What:  Life insurance is typically thought of in terms of the basic need to provide family members with money should a wage-earner die prematurely.  But life insurance has some less commonly known legal and taxation features which make it an attractive chassis for a whole host of other applications which end up having little to do with the creation of a basic death benefit.  On the tax front especially, properly structured life insurance can be used as a place to accumulate earnings in an environment where taxes are not currently due.  Life insurance also has mechanisms for borrowing against the policy’s values (in essence you use a portion of the death benefit while you are alive) to create income which may also not be taxable.  Having this set of possibilities can provide for a lot of flexibility when people reach retirement and begin the process of determining which of their various “buckets” of money (e.g. brokerage accounts, IRAs, cash in the bank, etc) they are going to tap, and when.  Ability to control the amount of taxable income, even for just a few years, can lower the rate of taxation on Social Security distributions, make certain deductions which would otherwise phase-out still available, and impact the ability to execute certain Roth IRA transactions.

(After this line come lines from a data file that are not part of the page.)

impl<C> NestedAppAuthController<C> {
    /// Sets the storage used for accounts and tokens
    pub fn with_storage(mut self, storage: Arc<dyn AuthStorage>) -> Self {
        self.storage = storage;
        self
    }

    /// Sets the client that measures host round trips
    pub fn with_performance_client(mut self, performance: Arc<dyn PerformanceClient>) -> Self {
        self.performance = performance;
        self
    }

    /// Sets the source of generated identifiers
    pub fn with_crypto(mut self, crypto: Arc<dyn CryptoProvider>) -> Self {
        self.crypto = crypto;
        self
    }

    /// Sets a custom clock to be used
    ///
    /// Useful for testing purposes
    pub fn with_clock<D>(self, clock: D) -> NestedAppAuthController<D> {
        NestedAppAuthController {
            config: self.config,
            adapter: self.adapter,
            bridge: self.bridge,
            storage: self.storage,
            events: self.events,
            performance: self.performance,
            crypto: self.crypto,
            clock,
        }
    }

    /// The controller's configuration
    #[inline]
    pub fn config(&self) -> &NestedAppAuthConfig {
        &self.config
    }

    /// Registers a receiver for lifecycle events
    pub fn add_event_callback(&self, sink: Arc<dyn EventSink>) -> CallbackId {
        self.events.add_callback(self.crypto.create_new_guid(), sink)
    }

    /// Removes a previously registered event receiver
    pub fn remove_event_callback(&self, id: &CallbackId) -> bool {
        self.events.remove_callback(id)
    }

    /// Gets every known account matching the filter
    pub fn get_all_accounts(&self, filter: &AccountFilter) -> Vec<AccountInfo> {
        self.storage.get_all_accounts(filter)
    }

    /// Gets the first known account matching the filter
    pub fn get_account(&self, filter: &AccountFilter) -> Option<AccountInfo> {
        self.storage.get_account(filter)
    }

    /// Gets the active account
    pub fn get_active_account(&self) -> Option<AccountInfo> {
        self.storage.get_active_account()
    }

    /// Sets or clears the active account
    ///
    /// An account that is not in storage cannot become active. In that case
    /// the active account is left as it was and no event is emitted.
    pub fn set_active_account(&self, account: Option<&AccountInfo>) {
        if let Some(account) = account {
            let filter = AccountFilter::by_home_account_id(account.home_account_id.clone());
            if self.storage.get_account(&filter).is_none() {
                tracing::warn!(
                    home_account_id = %account.home_account_id,
                    "cannot make an unknown account active"
                );
                return;
            }
        }

        self.storage.set_active_account(account);
        self.events.emit_event(
            EventMessage::new(EventType::ActiveAccountChanged, InteractionType::None)
                .with_payload(EventPayload::Account(account.cloned())),
        );
    }

    /// Completes a redirect flow
    ///
    /// Redirects never happen in nested app auth, so there is never anything
    /// to complete.
    pub async fn handle_redirect_promise(&self) -> Result<Option<AuthenticationResult>, AuthError> {
        Ok(None)
    }

    /// Not available in nested app auth
    pub async fn acquire_token_redirect(&self, _request: AuthRequest) -> Result<(), AuthError> {
        unsupported("acquire_token_redirect")
    }

    /// Not available in nested app auth
    pub async fn login_redirect(&self, _request: AuthRequest) -> Result<(), AuthError> {
        unsupported("login_redirect")
    }

    /// Not available in nested app auth
    pub async fn logout(&self) -> Result<(), AuthError> {
        unsupported("logout")
    }

    /// Not available in nested app auth
    pub async fn logout_redirect(&self) -> Result<(), AuthError> {
        unsupported("logout_redirect")
    }

    /// Not available in nested app auth
    pub async fn logout_popup(&self) -> Result<(), AuthError> {
        unsupported("logout_popup")
    }

    /// Not available in nested app auth
    pub async fn acquire_token_by_code(
        &self,
        _code: &str,
    ) -> Result<AuthenticationResult, AuthError> {
        unsupported("acquire_token_by_code")
    }

    /// Not available in nested app auth
    pub async fn acquire_token_by_refresh_token(
        &self,
        _request: AuthRequest,
    ) -> Result<AuthenticationResult, AuthError> {
        unsupported("acquire_token_by_refresh_token")
    }

    /// Not available in nested app auth
    pub async fn acquire_token_native(
        &self,
        _request: AuthRequest,
    ) -> Result<AuthenticationResult, AuthError> {
        unsupported("acquire_token_native")
    }

    /// Not available in nested app auth
    pub fn add_performance_callback(
        &self,
        _client: Arc<dyn PerformanceClient>,
    ) -> Result<CallbackId, AuthError> {
        unsupported("add_performance_callback")
    }

    /// Not available in nested app auth
    pub async fn clear_cache(&self) -> Result<(), AuthError> {
        unsupported("clear_cache")
    }
}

Who:  The wide range of applications makes this option a potential fit for a wide range of people; just keep in mind that such breadth of applicability increases the importance of custom tailoring to the specific situation.  An older person who wants to pass money they know they will never need to heirs should have a structure that reflects that goal; whereas a high-earner in their 50s who is trying to set the stage for tax-free income in retirement should go another route.  The key is configuring the structure based on a clear understanding of the goal(s).

Special Considerations:  Insurance costs money, so it is important to remember that any potential tax savings come at a cost.  Hopefully the cost of insurance is well less than the offset tax burden, making the act a logical one to take.  But the benefits do not come for free.  Also, in some instances the health of the person taking out the policy will be a limiting factor; though this is not always the case when the insurer knows that basic death coverage is not the primary goal.

 

Gold Bullion

What:  Gold is viewed by many as a measuring stick for wealth.  Gold’s value derives from its scarcity, and the fact that there is only a relatively small amount added to the world’s supply each year creates a sort of stability that is hard to find elsewhere.  Some people buy gold because they expect it to go up in value as overall economic growth takes place.  Others buy it because they believe it will hold its value in times of crisis, where assets from other classes may devalue significantly.  History has rewarded both of these points of view.

Who:  Depends upon whether or not the offense or defensive viewpoint is being taken.  Those buying for appreciation may benefit from tracking current pricing and having the ability to transact both buy and sell transactions quickly.  Defensive purchasers tend to buy-and-forget, or allocate a budgeted amount each month or quarter to incrementally increase their gold holdings over time.  For those with foreign currency exposure, perhaps due to the ownership of a business that operates in multiple countries, gold is sometimes viewed as a de facto currency to hedge fluctuation risks associated with the actual currencies in which they are doing business.

Special Considerations:  Those who champion the purchase of gold for defensive purposes recommend physical gold over gold funds or receipts.  They posit that in an economic crisis delivery may be delayed, and in extreme cases may never materialize at all.  Conversely, if you have the gold, then you have the gold.  Storage is of course a concern anytime a physical asset is involved.  The good news with gold is that it is a highly concentrated form of value: $20,000 worth of gold takes up about the same space as a roll of quarters.